Ipamorelin question worth answering up front — Why is Ipamorelin often studied in combination with CJC-1295 without DAC? This combination is studied because it targets two separate pituitary receptors to synergistically amplify GH release. Ipamorelin acts on the ghrelin receptor while CJC-1295 (no DAC) acts on the GHRH receptor. Activating both pathways at once generates a more robust GH pulse than using either peptide alone, while still honoring the body's natural pulsatile rhythm.

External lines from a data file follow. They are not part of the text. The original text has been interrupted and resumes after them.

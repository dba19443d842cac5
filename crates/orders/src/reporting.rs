//! Admin dashboard summaries (`GET /admin/financial`, `GET /admin/analytics`).

use std::collections::BTreeMap;

use serde::{Deserialize, Serialize};

use bazaar_core::{DomainResult, Money};

use crate::commission::CommissionSchedule;
use crate::order::OrderRecord;
use crate::transitions::{OrderStatus, PaymentStatus};

/// Revenue figures over a set of orders.
///
/// Gross sales count orders whose payment was captured and kept (paid and not
/// cancelled). Refunded payments are reported separately.
#[derive(Debug, Clone, PartialEq, Eq, Serialize, Deserialize)]
#[serde(rename_all = "camelCase")]
pub struct FinancialSummary {
    pub gross_sales: Money,
    pub platform_commission: Money,
    pub vendor_payouts: Money,
    pub refunded: Money,
    pub order_count: u64,
}

impl FinancialSummary {
    pub fn empty(currency: &str) -> Self {
        Self {
            gross_sales: Money::zero(currency),
            platform_commission: Money::zero(currency),
            vendor_payouts: Money::zero(currency),
            refunded: Money::zero(currency),
            order_count: 0,
        }
    }

    pub fn compute<'a>(
        orders: impl IntoIterator<Item = &'a OrderRecord>,
        schedule: &CommissionSchedule,
        currency: &str,
    ) -> DomainResult<Self> {
        let mut summary = Self::empty(currency);
        for order in orders {
            match order.payment_status {
                PaymentStatus::Paid if order.status != OrderStatus::Cancelled => {
                    let commission = schedule.commission_for(order)?;
                    summary.gross_sales = summary.gross_sales.checked_add(&order.total)?;
                    summary.platform_commission =
                        summary.platform_commission.checked_add(&commission)?;
                    summary.vendor_payouts = summary
                        .vendor_payouts
                        .checked_add(&order.total.checked_sub(&commission)?)?;
                    summary.order_count += 1;
                }
                PaymentStatus::Refunded => {
                    summary.refunded = summary.refunded.checked_add(&order.total)?;
                }
                _ => {}
            }
        }
        Ok(summary)
    }
}

/// Order counts and average basket.
#[derive(Debug, Clone, PartialEq, Eq, Serialize, Deserialize)]
#[serde(rename_all = "camelCase")]
pub struct AnalyticsSummary {
    pub orders_by_status: BTreeMap<OrderStatus, u64>,
    pub total_orders: u64,
    pub average_order_value: Money,
}

impl AnalyticsSummary {
    pub fn compute<'a>(
        orders: impl IntoIterator<Item = &'a OrderRecord>,
        currency: &str,
    ) -> DomainResult<Self> {
        let mut orders_by_status: BTreeMap<OrderStatus, u64> =
            OrderStatus::ALL.into_iter().map(|s| (s, 0)).collect();
        let mut total_orders = 0u64;
        let mut value = Money::zero(currency);

        for order in orders {
            *orders_by_status.entry(order.status).or_default() += 1;
            total_orders += 1;
            value = value.checked_add(&order.total)?;
        }

        let average = value
            .amount
            .checked_div(total_orders)
            .unwrap_or_default();

        Ok(Self {
            orders_by_status,
            total_orders,
            average_order_value: Money::new(average, currency),
        })
    }
}
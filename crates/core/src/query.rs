//! List query primitives shared by every dashboard: pagination and filters.
//!
//! Pages are 1-based. Given `N` matching records and a page size `P`, a listing
//! has `ceil(N / P)` pages and page `K` holds records `[(K-1)*P, K*P)`.

use serde::{Deserialize, Serialize};

use crate::error::{DomainError, DomainResult};

/// Default page size used by the admin tables.
pub const DEFAULT_PAGE_SIZE: usize = 10;

/// Upper bound on page size accepted from callers.
pub const MAX_PAGE_SIZE: usize = 100;

/// Pagination parameters for list queries.
#[derive(Debug, Clone, Copy, PartialEq, Eq, Serialize, Deserialize)]
pub struct PageRequest {
    /// 1-based page number.
    pub page: usize,
    pub page_size: usize,
}

impl Default for PageRequest {
    fn default() -> Self {
        Self {
            page: 1,
            page_size: DEFAULT_PAGE_SIZE,
        }
    }
}

impl PageRequest {
    /// Build a validated request. Page 0 is treated as page 1.
    pub fn new(page: usize, page_size: usize) -> DomainResult<Self> {
        if page_size == 0 {
            return Err(DomainError::validation("page_size must be positive"));
        }
        if page_size > MAX_PAGE_SIZE {
            return Err(DomainError::validation(format!(
                "page_size must not exceed {MAX_PAGE_SIZE}"
            )));
        }
        Ok(Self {
            page: page.max(1),
            page_size,
        })
    }

    /// Index of the first record on this page.
    pub fn offset(&self) -> usize {
        self.page.saturating_sub(1).saturating_mul(self.page_size)
    }

    pub fn next(&self) -> Self {
        Self {
            page: self.page + 1,
            ..*self
        }
    }

    /// Slice one page out of an already-filtered record list.
    pub fn paginate<T>(&self, items: Vec<T>) -> Page<T> {
        let total_items = items.len();
        let items = items
            .into_iter()
            .skip(self.offset())
            .take(self.page_size)
            .collect();
        Page {
            items,
            page: self.page,
            page_size: self.page_size,
            total_items,
            total_pages: page_count(total_items, self.page_size),
        }
    }
}

/// Number of pages needed for `total` records at `page_size` per page.
pub fn page_count(total: usize, page_size: usize) -> usize {
    if page_size == 0 {
        return 0;
    }
    total.div_ceil(page_size)
}

/// One page of a listing.
#[derive(Debug, Clone, PartialEq, Eq, Serialize, Deserialize)]
pub struct Page<T> {
    pub items: Vec<T>,
    pub page: usize,
    pub page_size: usize,
    pub total_items: usize,
    pub total_pages: usize,
}

impl<T> Page<T> {
    pub fn has_next(&self) -> bool {
        self.page < self.total_pages
    }

    pub fn has_previous(&self) -> bool {
        self.page > 1 && self.total_pages > 0
    }

    pub fn map<U>(self, f: impl FnMut(T) -> U) -> Page<U> {
        Page {
            items: self.items.into_iter().map(f).collect(),
            page: self.page,
            page_size: self.page_size,
            total_items: self.total_items,
            total_pages: self.total_pages,
        }
    }
}

/// A record predicate used by list views.
///
/// Filters built from several optional criteria must match only records that
/// satisfy every criterion that is set (intersection semantics).
pub trait Filter<T> {
    fn matches(&self, item: &T) -> bool;

    /// Keep only matching records, preserving order.
    fn select<'a>(&self, items: impl IntoIterator<Item = &'a T>) -> Vec<T>
    where
        T: Clone + 'a,
    {
        items
            .into_iter()
            .filter(|item| self.matches(item))
            .cloned()
            .collect()
    }
}

/// Case-insensitive substring search across several fields.
///
/// A blank term matches everything.
pub fn matches_search(term: Option<&str>, fields: &[&str]) -> bool {
    let Some(term) = term.map(str::trim).filter(|t| !t.is_empty()) else {
        return true;
    };
    let needle = term.to_lowercase();
    fields
        .iter()
        .any(|field| field.to_lowercase().contains(&needle))
}
use serde::{Deserialize, Serialize};
use thiserror::Error;

use bazaar_auth::AuthzError;
use bazaar_core::DomainError;

use crate::config::ConfigError;

pub type ClientResult<T> = Result<T, ClientError>;

/// Everything a dashboard action can fail with.
///
/// `Validation`, `Forbidden`, `InvalidTransition` and `Stale` are raised
/// before the state-changing request leaves the client. `Api` and `Network`
/// come back from the wire and are shown to the user the same way.
#[derive(Debug, Error, Clone, PartialEq, Eq)]
pub enum ClientError {
    #[error("validation failed: {0}")]
    Validation(String),

    #[error("forbidden: {0}")]
    Forbidden(String),

    #[error("invalid transition: {0}")]
    InvalidTransition(String),

    /// The record changed since the caller loaded it.
    #[error("stale record: {0}")]
    Stale(String),

    #[error("API error ({status}): {message}")]
    Api { status: u16, message: String },

    #[error("network error: {0}")]
    Network(String),

    #[error("decode error: {0}")]
    Decode(String),

    #[error("token storage error: {0}")]
    Token(String),

    #[error(transparent)]
    Config(#[from] ConfigError),
}

impl ClientError {
    pub fn api(status: u16, message: impl Into<String>) -> Self {
        Self::Api {
            status,
            message: message.into(),
        }
    }

    /// True when the request never left the client.
    pub fn is_client_side(&self) -> bool {
        matches!(
            self,
            ClientError::Validation(_)
                | ClientError::Forbidden(_)
                | ClientError::InvalidTransition(_)
                | ClientError::Stale(_)
        )
    }

    /// The toast shown for a failed `action` (e.g. "update product status").
    ///
    /// Form validation messages are shown verbatim; everything else gets the
    /// generic retry prompt.
    pub fn notice(&self, action: &str) -> Notice {
        match self {
            ClientError::Validation(msg) => Notice::error(msg.clone()),
            ClientError::Forbidden(_) => {
                Notice::error(format!("You are not allowed to {action}."))
            }
            _ => Notice::error(format!("Failed to {action}. Please try again.")),
        }
    }
}

impl From<DomainError> for ClientError {
    fn from(err: DomainError) -> Self {
        match err {
            DomainError::Validation(msg) | DomainError::InvalidId(msg) => {
                ClientError::Validation(msg)
            }
            DomainError::InvariantViolation(msg) | DomainError::Conflict(msg) => {
                ClientError::InvalidTransition(msg)
            }
            DomainError::NotFound => ClientError::api(404, "not found"),
        }
    }
}

impl From<AuthzError> for ClientError {
    fn from(err: AuthzError) -> Self {
        ClientError::Forbidden(err.to_string())
    }
}

#[derive(Debug, Clone, Copy, PartialEq, Eq, Serialize, Deserialize)]
#[serde(rename_all = "lowercase")]
pub enum NoticeLevel {
    Success,
    Error,
}

/// A transient toast.
#[derive(Debug, Clone, PartialEq, Eq, Serialize, Deserialize)]
pub struct Notice {
    pub level: NoticeLevel,
    pub message: String,
}

impl Notice {
    pub fn success(message: impl Into<String>) -> Self {
        Self {
            level: NoticeLevel::Success,
            message: message.into(),
        }
    }

    pub fn error(message: impl Into<String>) -> Self {
        Self {
            level: NoticeLevel::Error,
            message: message.into(),
        }
    }
}
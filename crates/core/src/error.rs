//! Domain error model.

use thiserror::Error;

/// Result type used across the domain layer.
pub type DomainResult<T> = Result<T, DomainError>;

/// Domain-level error.
///
/// Every variant maps to one HTTP status on the wire: validation and bad ids
/// to 400, missing records to 404, conflicts to 409 and broken invariants to
/// 422. Permission checks live in `bazaar-auth`.
#[derive(Debug, Error, Clone, PartialEq, Eq)]
pub enum DomainError {
    /// A value failed validation (e.g. a blank required field).
    #[error("validation failed: {0}")]
    Validation(String),

    /// A domain invariant was violated (e.g. an illegal status transition).
    #[error("invariant violated: {0}")]
    InvariantViolation(String),

    /// An identifier was invalid (e.g. parse failure).
    #[error("invalid identifier: {0}")]
    InvalidId(String),

    /// A requested resource was not found (or was deleted).
    #[error("not found")]
    NotFound,

    /// A conflict occurred (e.g. stale version, transition into the current state).
    #[error("conflict: {0}")]
    Conflict(String),
}

impl DomainError {
    pub fn validation(msg: impl Into<String>) -> Self {
        Self::Validation(msg.into())
    }

    pub fn invariant(msg: impl Into<String>) -> Self {
        Self::InvariantViolation(msg.into())
    }

    pub fn invalid_id(msg: impl Into<String>) -> Self {
        Self::InvalidId(msg.into())
    }

    pub fn conflict(msg: impl Into<String>) -> Self {
        Self::Conflict(msg.into())
    }

    pub fn not_found() -> Self {
        Self::NotFound
    }
}
//! `bazaar-auth`: pure authorization boundary for marketplace actors.
//!
//! This crate is intentionally decoupled from HTTP and storage: it answers
//! "may this principal do that?" and models the admin-panel user directory.

pub mod authorize;
pub mod permissions;
pub mod principal;
pub mod roles;
pub mod user;

pub use authorize::{AuthzError, RolePolicy, authorize, ensure_vendor_scope};
pub use permissions::Permission;
pub use principal::Principal;
pub use roles::Role;
pub use user::{UserAccount, UserFilter, UserStatus, change_user_status};
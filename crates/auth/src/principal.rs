use serde::{Deserialize, Serialize};

use bazaar_core::{UserId, VendorId};

use crate::Role;

/// The signed-in actor a dashboard acts on behalf of.
///
/// Vendors carry the vendor account they operate; admins do not.
#[derive(Debug, Clone, PartialEq, Eq, Serialize, Deserialize)]
pub struct Principal {
    pub user_id: UserId,
    pub roles: Vec<Role>,
    pub vendor_id: Option<VendorId>,
}

impl Principal {
    pub fn admin(user_id: UserId) -> Self {
        Self {
            user_id,
            roles: vec![Role::ADMIN],
            vendor_id: None,
        }
    }

    pub fn vendor(user_id: UserId, vendor_id: VendorId) -> Self {
        Self {
            user_id,
            roles: vec![Role::VENDOR],
            vendor_id: Some(vendor_id),
        }
    }

    pub fn has_role(&self, role: &Role) -> bool {
        self.roles.iter().any(|r| r == role)
    }

    pub fn is_admin(&self) -> bool {
        self.has_role(&Role::ADMIN)
    }
}
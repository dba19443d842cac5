//! Tracing/logging initialization.

use tracing_subscriber::EnvFilter;

/// Environment variable selecting the output format (`json` or `pretty`).
pub const LOG_FORMAT_ENV: &str = "BAZAAR_LOG_FORMAT";

#[derive(Debug, Clone, Copy, PartialEq, Eq, Default)]
pub enum LogFormat {
    #[default]
    Json,
    Pretty,
}

impl LogFormat {
    /// Unknown values fall back to JSON.
    pub fn parse(value: &str) -> Self {
        match value.trim().to_ascii_lowercase().as_str() {
            "pretty" | "text" => LogFormat::Pretty,
            _ => LogFormat::Json,
        }
    }

    pub fn from_env() -> Self {
        std::env::var(LOG_FORMAT_ENV)
            .map(|v| Self::parse(&v))
            .unwrap_or_default()
    }
}

/// Initialize tracing/logging for the process.
///
/// Safe to call multiple times (subsequent calls are no-ops).
pub fn init() {
    init_with(LogFormat::from_env());
}

pub fn init_with(format: LogFormat) {
    let filter = EnvFilter::try_from_default_env().unwrap_or_else(|_| EnvFilter::new("info"));

    match format {
        // JSON logs + timestamps, configurable via RUST_LOG.
        LogFormat::Json => {
            let _ = tracing_subscriber::fmt()
                .with_env_filter(filter)
                .json()
                .with_timer(tracing_subscriber::fmt::time::SystemTime)
                .with_target(false)
                .try_init();
        }
        LogFormat::Pretty => {
            let _ = tracing_subscriber::fmt()
                .with_env_filter(filter)
                .pretty()
                .try_init();
        }
    }
}

#[cfg(test)]
mod tests {
    use super::*;

    #[test]
    fn format_parsing_defaults_to_json() {
        assert_eq!(LogFormat::parse("pretty"), LogFormat::Pretty);
        assert_eq!(LogFormat::parse(" PRETTY "), LogFormat::Pretty);
        assert_eq!(LogFormat::parse("json"), LogFormat::Json);
        assert_eq!(LogFormat::parse("xml"), LogFormat::Json);
    }

    #[test]
    fn init_is_idempotent() {
        init_with(LogFormat::Json);
        init_with(LogFormat::Pretty);
        ::tracing::info!("still logging");
    }
}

On the GHRP-2 side of the Ipamorelin vs GHRP-2 decision, the recurring mistakes are: Mistaking GHRP-2 for GHRP-6 and failing to account for the documented differences in their side-effect profiles regarding appetite stimulation and prolactin. Neglecting to log the specific time of day for each dose in a multi-dose schedule, which renders later analysis of the data almost meaningless. Using a large-volume syringe (e.g., a 3 mL syringe) that lacks the fine gradations needed to accurately measure a typical 100 mcg dose volume. Administering a dose immediately following a large meal, a variable noted in research that can interfere with the peptide's primary action. These are not generic dosing slips — they are the ones that compound when GHRP-2 is being logged in parallel with Ipamorelin.

GHRP-2 question worth answering up front — How is GHRP-2 structurally different from GHRP-6? GHRP-2 is a synthetic hexapeptide with the sequence D-Ala-D-2-Nal-D-Trp-D-Phe-Lys-NH2. It was developed as a second-generation evolution of GHRP-6. The primary structural difference is the substitution of the natural L-Alanine found in GHRP-6 with a synthetic D-Alanine residue. This single amino acid change significantly alters the molecule’s interaction with the ghrelin receptor, giving rise to its different selectivity profile.

GHRP-2 question worth answering up front — Why do studies describe GHRP-2 as more selective than GHRP-6? In comparative scientific studies, GHRP-2 has been observed to stimulate a potent release of growth hormone while having a lesser impact on cortisol, prolactin, and appetite compared to dose-equivalent administrations of GHRP-6. This means its action is more focused on GH release. While it targets the same ghrelin receptor, its modified structure results in this more specific downstream effect, though it is still considered less selective than the third-generation peptide ipamorelin.